O pediatra Antônio Carlos Farias explica que os problemas de sono na infância estão mais relacionados aos maus hábitos da família do que a doenças. “Com uma rotina familiar inadequada – como televisão no quarto, alimentação tardia e outros — não há uma boa higiene do sono para ela [criança]”. O médico alerta que existem, sim, patologias que atingem a população infantil, mas é um padrão restrito e de pouca incidência.
As consequências dos maus hábitos de sono
Maus hábitos de sono podem alterar o comportamento das crianças e adolescentes. A especialista conta que a criança pode ficar mais agitada, irritada, não lidar bem com frustrações e chegar até a depressão crônica.
“Já vi casos que o comportamento foi confundido com outras patologias, mas a criança só estava muito agitada por falta de sono”, relembra Ana.
Entre os sinais de uma má higiene do sono estão excesso de movimento durante a noite, ronco, sudorese e despertar noturno. Se houver continuidade nos sintomas, é importante procurar um profissional para investigar. Muita sonolência durante o dia também é anormal em crianças acima dos quatro anos.
No entanto, Antônio alerta para o respeito às fases da criança. Na adolescência, quando o jovem passa por um estirão de crescimento, ele tem um aumento na demanda energética. Nesse período pode haver um descompasso entre a rotina social e a necessidade biológica do adolescente.
“No Brasil você ver um adolescente acordar 6 horas da manhã para ir para a escola é uma agressão contra ele. A natureza dele tem uma demanda maior de sono”, diz o pediatra Antônio Carlos Farias.
O ritual antes de dormir
A criança aprende um hábito para dormir.

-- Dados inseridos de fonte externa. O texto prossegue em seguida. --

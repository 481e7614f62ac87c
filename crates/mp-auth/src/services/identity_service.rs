//! Identity resolution shared by both verifiers.
//!
//! After a token is verified, its (provider, subject) pair is mapped to a
//! local user, creating one on first sight, and the token is written to the
//! cache.

use crate::errors::StoreError;
use crate::models::{CachedToken, Identity, NewUser, Provider};
use crate::observability::metrics;
use crate::repositories::{IdentityStore, TokenStore};
use std::time::Duration;
use tracing::instrument;

/// Split a display name into (first, last).
///
/// Explicit first/last names win. Otherwise the full name is split on its
/// first whitespace; a name without whitespace is all first name.
pub fn split_full_name(full_name: &str, first_name: &str, last_name: &str) -> (String, String) {
    if !first_name.is_empty() || !last_name.is_empty() {
        return (first_name.to_string(), last_name.to_string());
    }

    let full_name = full_name.trim();
    match full_name.split_once(char::is_whitespace) {
        Some((first, rest)) => (first.to_string(), rest.trim_start().to_string()),
        None => (full_name.to_string(), String::new()),
    }
}

/// Find the identity for (provider, subject), creating user and association
/// if there is none.
///
/// A concurrent request may create the association between our read and our
/// insert; the resulting conflict is answered by reading the winner's row.
/// Returns the identity and whether it was created by this call.
#[instrument(skip_all, fields(issuer = %provider.iss))]
pub async fn resolve_identity<F>(
    identities: &dyn IdentityStore,
    provider: &Provider,
    subject: &str,
    new_user: F,
) -> Result<(Identity, bool), StoreError>
where
    F: FnOnce() -> NewUser,
{
    if let Some(identity) = identities.find_identity(provider, subject).await? {
        return Ok((identity, false));
    }

    match identities
        .create_identity(provider, subject, &new_user())
        .await
    {
        Ok(identity) => {
            tracing::info!(
                target: "mp_auth.identity",
                user_id = %identity.user.user_id,
                "Created user for new subject"
            );
            Ok((identity, true))
        }
        Err(StoreError::Conflict(reason)) => {
            tracing::debug!(
                target: "mp_auth.identity",
                reason = %reason,
                "Association created concurrently, reading existing"
            );
            identities
                .find_identity(provider, subject)
                .await?
                .map(|identity| (identity, false))
                .ok_or(StoreError::Conflict(reason))
        }
        Err(e) => Err(e),
    }
}

/// Like `resolve_identity`, also counting newly created users.
pub async fn resolve_identity_for(
    provider_kind: &'static str,
    identities: &dyn IdentityStore,
    provider: &Provider,
    subject: &str,
    new_user: impl FnOnce() -> NewUser,
) -> Result<Identity, StoreError> {
    let (identity, created) = resolve_identity(identities, provider, subject, new_user).await?;
    if created {
        metrics::record_user_created(provider_kind);
    }
    Ok(identity)
}

/// Expiry to cache a token under: its own `exp`, or `now + default_ttl`.
pub fn cache_expiry(exp: Option<i64>, now: i64, default_ttl: Duration) -> i64 {
    match exp {
        Some(exp) => exp,
        None => now.saturating_add(i64::try_from(default_ttl.as_secs()).unwrap_or(i64::MAX)),
    }
}

/// Write a freshly verified token to the cache.
pub async fn persist_token(
    tokens: &dyn TokenStore,
    access_token: &str,
    identity: &Identity,
    scope: Option<String>,
    exp: i64,
) -> Result<CachedToken, StoreError> {
    let token = CachedToken {
        access_token: access_token.to_string(),
        association_id: identity.association.association_id,
        scope,
        exp,
    };
    tokens.store(&token).await?;

    tracing::debug!(
        target: "mp_auth.cache",
        user_id = %identity.user.user_id,
        exp = exp,
        "Cached verified token"
    );
    Ok(token)
}
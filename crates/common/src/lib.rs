//! Common utilities shared across the multi-provider authentication crates.

#![warn(clippy::pedantic)]

/// Module for JWT utilities (unverified decoding, claim coercion, x5c handling)
pub mod jwt;

/// Module for secret types that prevent accidental logging
pub mod secret;
//! Token cache purger background task.
//!
//! Lookups already ignore expired entries, but nothing else removes them, so
//! without this task the cache grows with every distinct token ever seen.
//!
//! # Graceful Shutdown
//!
//! The task exits when its cancellation token is triggered. A purge that is
//! already running finishes first.

use crate::repositories::TokenStore;
use chrono::Utc;
use std::sync::Arc;
use std::time::Duration;
use tokio_util::sync::CancellationToken;
use tracing::{info, instrument};

/// Default purge interval in seconds.
pub const DEFAULT_PURGE_INTERVAL_SECONDS: u64 = 300;

/// Start the token purger background task.
///
/// Every `purge_interval` the task deletes cached tokens whose `exp` is in
/// the past. Store errors are logged and the loop keeps going.
#[instrument(skip_all, name = "mp_auth.task.token_purger")]
pub async fn start_token_purger(
    tokens: Arc<dyn TokenStore>,
    purge_interval: Duration,
    cancel_token: CancellationToken,
) {
    info!(
        target: "mp_auth.task.token_purger",
        purge_interval_seconds = purge_interval.as_secs(),
        "Starting token purger task"
    );

    let mut interval = tokio::time::interval(purge_interval);

    loop {
        tokio::select! {
            _ = interval.tick() => {
                match tokens.purge_expired(Utc::now().timestamp()).await {
                    Ok(count) => {
                        if count > 0 {
                            info!(
                                target: "mp_auth.task.token_purger",
                                purged_count = count,
                                "Purged expired cached tokens"
                            );
                        }
                    }
                    Err(e) => {
                        tracing::error!(
                            target: "mp_auth.task.token_purger",
                            error = %e,
                            "Failed to purge expired cached tokens"
                        );
                    }
                }
            }
            _ = cancel_token.cancelled() => {
                info!(
                    target: "mp_auth.task.token_purger",
                    "Token purger task received shutdown signal, exiting"
                );
                break;
            }
        }
    }

    info!(
        target: "mp_auth.task.token_purger",
        "Token purger task stopped"
    );
}
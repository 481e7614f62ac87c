//! Observability for authentication.
//!
//! Log fields follow a simple rule: issuers, provider names, key IDs, and
//! internal UUIDs may be logged; raw tokens, client secrets, and provider
//! subjects must not.

pub mod metrics;
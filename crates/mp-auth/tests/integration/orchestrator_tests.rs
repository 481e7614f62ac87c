//! Orchestration tests
//!
//! Both verifier kinds configured at once: routing between them, failure
//! aggregation, and issuer scoping of the shared token cache.

use crate::harness::{ConfigBuilder, TestAuth};
use mp_auth::repositories::MemoryStore;
use mp_auth::AuthError;
use mp_auth_test_utils::*;

struct Providers {
    key: TestSigningKey,
    jwt: MockJwtIssuer,
    opaque: MockIntrospectionEndpoint,
}

impl Providers {
    async fn start() -> Result<Self, anyhow::Error> {
        let key = test_signing_key(1)?;
        let jwt = MockJwtIssuer::start().await;
        jwt.serve_keys(&[&key]).await;
        let opaque = MockIntrospectionEndpoint::start().await;
        opaque
            .respond_with(IntrospectionResponseBuilder::active(TEST_SUBJECT_ALICE).build())
            .await;
        Ok(Self { key, jwt, opaque })
    }

    fn config(&self) -> ConfigBuilder {
        ConfigBuilder::new()
            .jwt_issuer(&self.jwt.issuer(), TEST_AUDIENCE)
            .opaque_provider(TEST_OPAQUE_PROVIDER, &self.opaque.url())
    }

    fn jwt_token(&self) -> Result<String, anyhow::Error> {
        Ok(TestTokenBuilder::new(&self.jwt.issuer()).sign(&self.key)?)
    }
}

#[tokio::test]
async fn test_jwt_is_accepted_without_introspection() -> Result<(), anyhow::Error> {
    // Arrange
    let providers = Providers::start().await?;
    let auth = TestAuth::new(providers.config())?;

    // Act
    let authenticated = auth.authenticate(&providers.jwt_token()?).await?;

    // Assert
    assert_eq!(authenticated.issuer(), providers.jwt.issuer());
    assert_eq!(providers.opaque.request_count().await, 0);

    Ok(())
}

#[tokio::test]
async fn test_opaque_token_falls_through_to_introspection() -> Result<(), anyhow::Error> {
    // Arrange
    let providers = Providers::start().await?;
    let auth = TestAuth::new(providers.config())?;

    // Act
    let authenticated = auth.authenticate(TEST_OPAQUE_TOKEN).await?;

    // Assert
    assert_eq!(authenticated.issuer(), TEST_OPAQUE_PROVIDER);
    assert_eq!(providers.jwt.jwks_request_count().await, 0);
    assert_eq!(providers.opaque.request_count().await, 1);

    Ok(())
}

#[tokio::test]
async fn test_failure_lists_every_reason_in_order() -> Result<(), anyhow::Error> {
    // Arrange
    let providers = Providers::start().await?;
    providers
        .opaque
        .respond_with(IntrospectionResponseBuilder::inactive().build())
        .await;
    let auth = TestAuth::new(providers.config())?;

    // Act
    let message = auth.rejection(TEST_OPAQUE_TOKEN).await?;

    // Assert
    assert_eq!(message, "Token is not a three-part JWT. Or: Token not active");

    Ok(())
}

#[tokio::test]
async fn test_rejected_jwt_is_still_offered_to_introspection() -> Result<(), anyhow::Error> {
    // Arrange
    let providers = Providers::start().await?;
    providers
        .opaque
        .respond_with(IntrospectionResponseBuilder::inactive().build())
        .await;
    let auth = TestAuth::new(providers.config())?;
    let token = TestTokenBuilder::new(&providers.jwt.issuer())
        .with_audience(TEST_OTHER_AUDIENCE)
        .sign(&providers.key)?;

    // Act
    let message = auth.rejection(&token).await?;

    // Assert
    assert_eq!(message, "Wrong audience of the token. Or: Token not active");
    assert_eq!(providers.opaque.request_count().await, 1);

    Ok(())
}

#[tokio::test]
async fn test_same_subject_at_two_providers_is_two_users() -> Result<(), anyhow::Error> {
    // Arrange
    let providers = Providers::start().await?;
    let auth = TestAuth::new(providers.config())?;

    // Act
    let via_jwt = auth.authenticate(&providers.jwt_token()?).await?;
    let via_opaque = auth.authenticate(TEST_OPAQUE_TOKEN).await?;

    // Assert
    assert_eq!(via_jwt.subject(), via_opaque.subject());
    assert_ne!(via_jwt.user().user_id, via_opaque.user().user_id);
    let counts = auth.store.counts().await;
    assert_eq!(counts.providers, 2);
    assert_eq!(counts.users, 2);

    Ok(())
}

#[tokio::test]
async fn test_cache_entry_of_removed_provider_is_ignored() -> Result<(), anyhow::Error> {
    // Arrange: cache an opaque token, then drop its provider from config.
    let providers = Providers::start().await?;
    let store = MemoryStore::new();
    let before = TestAuth::with_store(providers.config(), store.clone())?;
    before.authenticate(TEST_OPAQUE_TOKEN).await?;

    let after = TestAuth::with_store(
        ConfigBuilder::new().jwt_issuer(&providers.jwt.issuer(), TEST_AUDIENCE),
        store,
    )?;

    // Act
    let result = after.authenticate(TEST_OPAQUE_TOKEN).await;

    // Assert
    assert!(matches!(
        result,
        Err(AuthError::Aggregate(ref message)) if message == "Token is not a three-part JWT"
    ));
    assert_eq!(providers.opaque.request_count().await, 1);

    Ok(())
}

#[tokio::test]
async fn test_malformed_header_skips_every_verifier() -> Result<(), anyhow::Error> {
    // Arrange
    let providers = Providers::start().await?;
    let auth = TestAuth::new(providers.config())?;

    // Act
    let result = auth
        .authenticator
        .authenticate(Some(&format!("Token {}", TEST_OPAQUE_TOKEN)))
        .await;

    // Assert
    assert!(matches!(result, Err(AuthError::MalformedAuthHeader(_))));
    assert_eq!(providers.opaque.request_count().await, 0);
    assert_eq!(providers.jwt.jwks_request_count().await, 0);

    Ok(())
}
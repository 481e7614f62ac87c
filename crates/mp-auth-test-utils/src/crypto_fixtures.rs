//! Fixed RSA fixtures for testing
//!
//! Two 2048-bit RSA keys, each with a self-signed certificate whose base64
//! DER body is published as the `x5c` entry of a JWK. The material was
//! generated once with openssl and is checked in, so every run signs and
//! verifies with the same keys.

use jsonwebtoken::{encode, Algorithm, EncodingKey, Header};
use serde::Serialize;
use serde_json::{json, Value};
use thiserror::Error;

// Signing Key IDs (strings)
pub const TEST_KEY_ID_1: &str = "mp-test-key-2025-01";
pub const TEST_KEY_ID_2: &str = "mp-test-key-2025-02";

/// RSA public exponent shared by both fixtures (65537).
pub const TEST_RSA_EXPONENT: &str = "AQAB";

const PRIVATE_KEY_1: &str = include_str!("../fixtures/rsa_private_key_1.pem");
const PRIVATE_KEY_2: &str = include_str!("../fixtures/rsa_private_key_2.pem");
const X5C_1: &str = include_str!("../fixtures/x5c_certificate_1.txt");
const X5C_2: &str = include_str!("../fixtures/x5c_certificate_2.txt");
const MODULUS_1: &str = include_str!("../fixtures/rsa_modulus_1.txt");
const MODULUS_2: &str = include_str!("../fixtures/rsa_modulus_2.txt");

/// Test fixture error type
#[derive(Error, Debug)]
pub enum FixtureError {
    #[error("Unknown fixture key: {0}")]
    UnknownKey(u8),

    #[error("Cryptographic operation failed: {0}")]
    Crypto(String),
}

/// An RSA signing key with its published certificate.
#[derive(Debug, Clone)]
pub struct TestSigningKey {
    /// Key ID placed in token headers and in the JWK.
    pub kid: String,
    private_key_pem: &'static str,
    x5c: &'static str,
    modulus: &'static str,
}

/// Load fixture key `1` or `2`.
///
/// # Example
/// ```rust,ignore
/// let key = test_signing_key(1)?;
/// let token = key.sign(&claims)?;
/// ```
pub fn test_signing_key(number: u8) -> Result<TestSigningKey, FixtureError> {
    let (kid, private_key_pem, x5c, modulus) = match number {
        1 => (TEST_KEY_ID_1, PRIVATE_KEY_1, X5C_1, MODULUS_1),
        2 => (TEST_KEY_ID_2, PRIVATE_KEY_2, X5C_2, MODULUS_2),
        other => return Err(FixtureError::UnknownKey(other)),
    };

    Ok(TestSigningKey {
        kid: kid.to_string(),
        private_key_pem,
        x5c,
        modulus,
    })
}

impl TestSigningKey {
    /// Same key material published under a different key ID.
    pub fn with_kid(mut self, kid: &str) -> Self {
        self.kid = kid.to_string();
        self
    }

    /// Base64 DER certificate body, as served in `x5c`.
    pub fn x5c(&self) -> &str {
        self.x5c.trim()
    }

    /// Base64url RSA modulus, as served in `n`.
    pub fn modulus(&self) -> &str {
        self.modulus.trim()
    }

    /// Sign claims with RS256 and the standard `{"typ":"JWT","kid":...}` header.
    pub fn sign<T: Serialize>(&self, claims: &T) -> Result<String, FixtureError> {
        let mut header = Header::new(Algorithm::RS256);
        header.typ = Some("JWT".to_string());
        header.kid = Some(self.kid.clone());
        self.sign_with_header(&header, claims)
    }

    /// Sign claims with a caller-supplied header.
    ///
    /// The header's `alg` must be an RSA algorithm.
    pub fn sign_with_header<T: Serialize>(
        &self,
        header: &Header,
        claims: &T,
    ) -> Result<String, FixtureError> {
        let key = EncodingKey::from_rsa_pem(self.private_key_pem.as_bytes())
            .map_err(|e| FixtureError::Crypto(format!("Failed to load RSA key: {}", e)))?;

        encode(header, claims, &key)
            .map_err(|e| FixtureError::Crypto(format!("Failed to sign token: {}", e)))
    }

    /// JWK entry carrying the certificate chain (`x5c`).
    pub fn jwk_json(&self) -> Value {
        json!({
            "kid": self.kid,
            "kty": "RSA",
            "alg": "RS256",
            "use": "sig",
            "x5c": [self.x5c()]
        })
    }

    /// JWK entry carrying only the RSA components (`n`, `e`).
    pub fn jwk_components_json(&self) -> Value {
        json!({
            "kid": self.kid,
            "kty": "RSA",
            "alg": "RS256",
            "use": "sig",
            "n": self.modulus(),
            "e": TEST_RSA_EXPONENT
        })
    }
}

/// JWKS document with the given keys, x5c form.
pub fn jwks_json(keys: &[&TestSigningKey]) -> Value {
    json!({
        "keys": keys.iter().map(|key| key.jwk_json()).collect::<Vec<_>>()
    })
}
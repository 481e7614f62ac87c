//! JWKS client for downloading an issuer's published signing keys.
//!
//! Each key entry is parsed on its own: entries without a `kid`, or with
//! neither an `x5c` certificate nor RSA `n`/`e` components, are skipped and
//! the rest of the document is still used.

use crate::models::NewSigningKey;
use crate::observability::metrics;
use serde::Deserialize;
use serde_json::Value;
use std::time::Duration;
use thiserror::Error;
use tracing::instrument;

#[derive(Debug, Error)]
pub enum JwksError {
    #[error("JWKS request failed: {0}")]
    Request(String),

    #[error("JWKS endpoint returned status {0}")]
    Status(u16),

    #[error("Invalid JWKS document: {0}")]
    InvalidDocument(String),
}

/// JSON Web Key as published by an issuer.
#[derive(Debug, Clone, Deserialize)]
pub struct Jwk {
    #[serde(default)]
    pub kid: Option<String>,

    #[serde(default)]
    pub kty: Option<String>,

    #[serde(default)]
    pub alg: Option<String>,

    /// Certificate chain; only the first (leaf) entry is used.
    #[serde(default)]
    pub x5c: Option<Vec<String>>,

    /// RSA modulus (base64url).
    #[serde(default)]
    pub n: Option<String>,

    /// RSA exponent (base64url).
    #[serde(default)]
    pub e: Option<String>,
}

impl Jwk {
    /// Convert to storable key material, or `None` if the entry is unusable.
    pub fn into_signing_key(self) -> Option<NewSigningKey> {
        let kid = self.kid.filter(|kid| !kid.is_empty())?;
        let x5c = self
            .x5c
            .and_then(|chain| chain.into_iter().next())
            .filter(|cert| !cert.is_empty());
        let (n, e) = match (self.n, self.e) {
            (Some(n), Some(e)) if !n.is_empty() && !e.is_empty() => (Some(n), Some(e)),
            _ => (None, None),
        };

        if x5c.is_none() && n.is_none() {
            return None;
        }

        Some(NewSigningKey {
            kid,
            kty: self.kty.unwrap_or_default(),
            alg: self.alg,
            x5c,
            n,
            e,
        })
    }
}

#[derive(Debug, Deserialize)]
struct JwksDocument {
    keys: Vec<Value>,
}

/// Parse a JWKS body, keeping every usable key.
pub fn parse_jwks(body: &[u8]) -> Result<Vec<NewSigningKey>, JwksError> {
    let document: JwksDocument =
        serde_json::from_slice(body).map_err(|e| JwksError::InvalidDocument(e.to_string()))?;

    let total = document.keys.len();
    let keys: Vec<NewSigningKey> = document
        .keys
        .into_iter()
        .filter_map(|entry| serde_json::from_value::<Jwk>(entry).ok())
        .filter_map(Jwk::into_signing_key)
        .collect();

    if keys.len() < total {
        tracing::debug!(
            target: "mp_auth.jwks",
            skipped = total - keys.len(),
            "Skipped unusable JWKS entries"
        );
    }

    Ok(keys)
}

/// HTTP client for JWKS endpoints.
#[derive(Clone)]
pub struct JwksClient {
    http_client: reqwest::Client,
}

impl JwksClient {
    /// Create a client whose requests time out after `timeout`.
    pub fn new(timeout: Duration) -> Self {
        let http_client = reqwest::Client::builder()
            .timeout(timeout)
            .build()
            .unwrap_or_else(|e| {
                tracing::warn!(
                    target: "mp_auth.jwks",
                    error = %e,
                    "Failed to build HTTP client with custom config, using defaults"
                );
                reqwest::Client::new()
            });

        Self { http_client }
    }

    /// Download and parse the key set at `jwks_url`.
    ///
    /// # Errors
    ///
    /// Returns `JwksError` on transport failure, a non-success status, or a
    /// body that is not a JWKS document. Callers treat all of these as "no
    /// new keys".
    #[instrument(skip(self), fields(url = %jwks_url))]
    pub async fn fetch_keys(&self, jwks_url: &str) -> Result<Vec<NewSigningKey>, JwksError> {
        let result = self.fetch(jwks_url).await;
        metrics::record_jwks_fetch(if result.is_ok() { "success" } else { "error" });
        result
    }

    async fn fetch(&self, jwks_url: &str) -> Result<Vec<NewSigningKey>, JwksError> {
        tracing::debug!(target: "mp_auth.jwks", "Fetching JWKS");

        let response = self
            .http_client
            .get(jwks_url)
            .send()
            .await
            .map_err(|e| JwksError::Request(e.to_string()))?;

        if !response.status().is_success() {
            return Err(JwksError::Status(response.status().as_u16()));
        }

        let body = response
            .bytes()
            .await
            .map_err(|e| JwksError::Request(e.to_string()))?;

        let keys = parse_jwks(&body)?;
        tracing::debug!(target: "mp_auth.jwks", key_count = keys.len(), "JWKS fetched");
        Ok(keys)
    }
}
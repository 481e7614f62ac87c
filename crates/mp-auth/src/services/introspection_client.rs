//! RFC 7662 token introspection client.
//!
//! The token is POSTed form-encoded and the client authenticates with HTTP
//! Basic credentials. Response parsing is lenient: fields of the wrong type
//! are treated as absent, and a body that is not JSON at all yields an empty
//! (inactive) response.

use crate::errors::AuthError;
use crate::observability::metrics;
use common::jwt::coerce_timestamp;
use common::secret::{ExposeSecret, SecretString};
use serde_json::Value;
use std::fmt;
use std::time::Duration;
use tracing::instrument;

/// The fields of an introspection response that authentication uses.
#[derive(Clone, Default, PartialEq, Eq)]
pub struct IntrospectionResponse {
    pub active: bool,
    pub sub: Option<String>,
    pub username: Option<String>,
    pub email: Option<String>,
    pub name: Option<String>,
    /// A string `aud` becomes a one-element list.
    pub aud: Option<Vec<String>>,
    pub scope: Option<String>,
    pub exp: Option<i64>,
    pub nbf: Option<i64>,
}

fn string_field(object: &serde_json::Map<String, Value>, name: &str) -> Option<String> {
    object.get(name).and_then(Value::as_str).map(str::to_string)
}

impl IntrospectionResponse {
    pub fn from_json(value: &Value) -> Self {
        let Some(object) = value.as_object() else {
            return Self::default();
        };

        let aud = match object.get("aud") {
            Some(Value::String(aud)) => Some(vec![aud.clone()]),
            Some(Value::Array(values)) => Some(
                values
                    .iter()
                    .filter_map(Value::as_str)
                    .map(str::to_string)
                    .collect(),
            ),
            _ => None,
        };

        Self {
            active: object.get("active").and_then(Value::as_bool).unwrap_or(false),
            sub: string_field(object, "sub"),
            username: string_field(object, "username"),
            email: string_field(object, "email"),
            name: string_field(object, "name"),
            aud,
            scope: string_field(object, "scope"),
            exp: object.get("exp").and_then(coerce_timestamp),
            nbf: object.get("nbf").and_then(coerce_timestamp),
        }
    }

    /// Whether `expected` is one of the space-delimited scopes.
    pub fn has_scope(&self, expected: &str) -> bool {
        self.scope
            .as_deref()
            .is_some_and(|scope| scope.split_ascii_whitespace().any(|s| s == expected))
    }
}

// Identity fields stay out of logs.
impl fmt::Debug for IntrospectionResponse {
    fn fmt(&self, f: &mut fmt::Formatter<'_>) -> fmt::Result {
        f.debug_struct("IntrospectionResponse")
            .field("active", &self.active)
            .field("sub", &self.sub.as_ref().map(|_| "[REDACTED]"))
            .field("aud", &self.aud)
            .field("scope", &self.scope)
            .field("exp", &self.exp)
            .field("nbf", &self.nbf)
            .finish_non_exhaustive()
    }
}

/// Client for one provider's introspection endpoint.
#[derive(Clone)]
pub struct IntrospectionClient {
    endpoint: String,
    client_id: String,
    client_secret: SecretString,
    http_client: reqwest::Client,
}

impl fmt::Debug for IntrospectionClient {
    fn fmt(&self, f: &mut fmt::Formatter<'_>) -> fmt::Result {
        f.debug_struct("IntrospectionClient")
            .field("endpoint", &self.endpoint)
            .field("client_id", &self.client_id)
            .field("client_secret", &"[REDACTED]")
            .finish()
    }
}

impl IntrospectionClient {
    pub fn new(
        endpoint: String,
        client_id: String,
        client_secret: SecretString,
        timeout: Duration,
    ) -> Self {
        let http_client = reqwest::Client::builder()
            .timeout(timeout)
            .build()
            .unwrap_or_else(|e| {
                tracing::warn!(
                    target: "mp_auth.introspection",
                    error = %e,
                    "Failed to build HTTP client with custom config, using defaults"
                );
                reqwest::Client::new()
            });

        Self {
            endpoint,
            client_id,
            client_secret,
            http_client,
        }
    }

    /// Ask the provider about `token`.
    ///
    /// # Errors
    ///
    /// Returns `AuthError::ProviderUnavailable` when the request cannot be
    /// completed. Error statuses and unparsable bodies are not errors here;
    /// they produce an inactive response.
    #[instrument(skip_all, fields(endpoint = %self.endpoint))]
    pub async fn introspect(&self, token: &str) -> Result<IntrospectionResponse, AuthError> {
        let response = self
            .http_client
            .post(&self.endpoint)
            .basic_auth(&self.client_id, Some(self.client_secret.expose_secret()))
            .form(&[("token", token)])
            .send()
            .await
            .map_err(|e| {
                tracing::warn!(
                    target: "mp_auth.introspection",
                    error = %e,
                    "Introspection request failed"
                );
                metrics::record_introspection("error");
                AuthError::ProviderUnavailable(format!("introspection request failed: {}", e))
            })?;

        let status = response.status();
        if !status.is_success() {
            tracing::warn!(
                target: "mp_auth.introspection",
                status = %status,
                "Introspection endpoint returned error status"
            );
        }

        let body = match response.bytes().await {
            Ok(body) => body,
            Err(e) => {
                tracing::warn!(
                    target: "mp_auth.introspection",
                    error = %e,
                    "Failed to read introspection response"
                );
                metrics::record_introspection("error");
                return Ok(IntrospectionResponse::default());
            }
        };

        match serde_json::from_slice::<Value>(&body) {
            Ok(value) => {
                let outcome = if status.is_success() { "success" } else { "error" };
                metrics::record_introspection(outcome);
                Ok(IntrospectionResponse::from_json(&value))
            }
            Err(e) => {
                tracing::warn!(
                    target: "mp_auth.introspection",
                    error = %e,
                    "Introspection response is not JSON"
                );
                metrics::record_introspection("error");
                Ok(IntrospectionResponse::default())
            }
        }
    }
}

Esse ritual é importante, pois logo no primeiro ano de vida ela escolhe um “objeto de transição”, aquilo que a ajuda a dormir, e o mantêm por muito tempo.
Ana explica que o ideal é treinar a criança — fazer a higienização da boca, colocá-la no berço e deixá-la dormir sozinha. “Se você [pai e mãe] criar outro hábito, ela sempre vai querer que reproduza aquele hábito”, alerta.
A especialista indica não ter eletrônicos no quarto e não fazer exercícios ou comer alimentos energéticos (como café e comidas gordurosas) depois das 20 horas. A dica geral é não ter nenhum elemento estimulante pelo menos uma hora antes de dormir.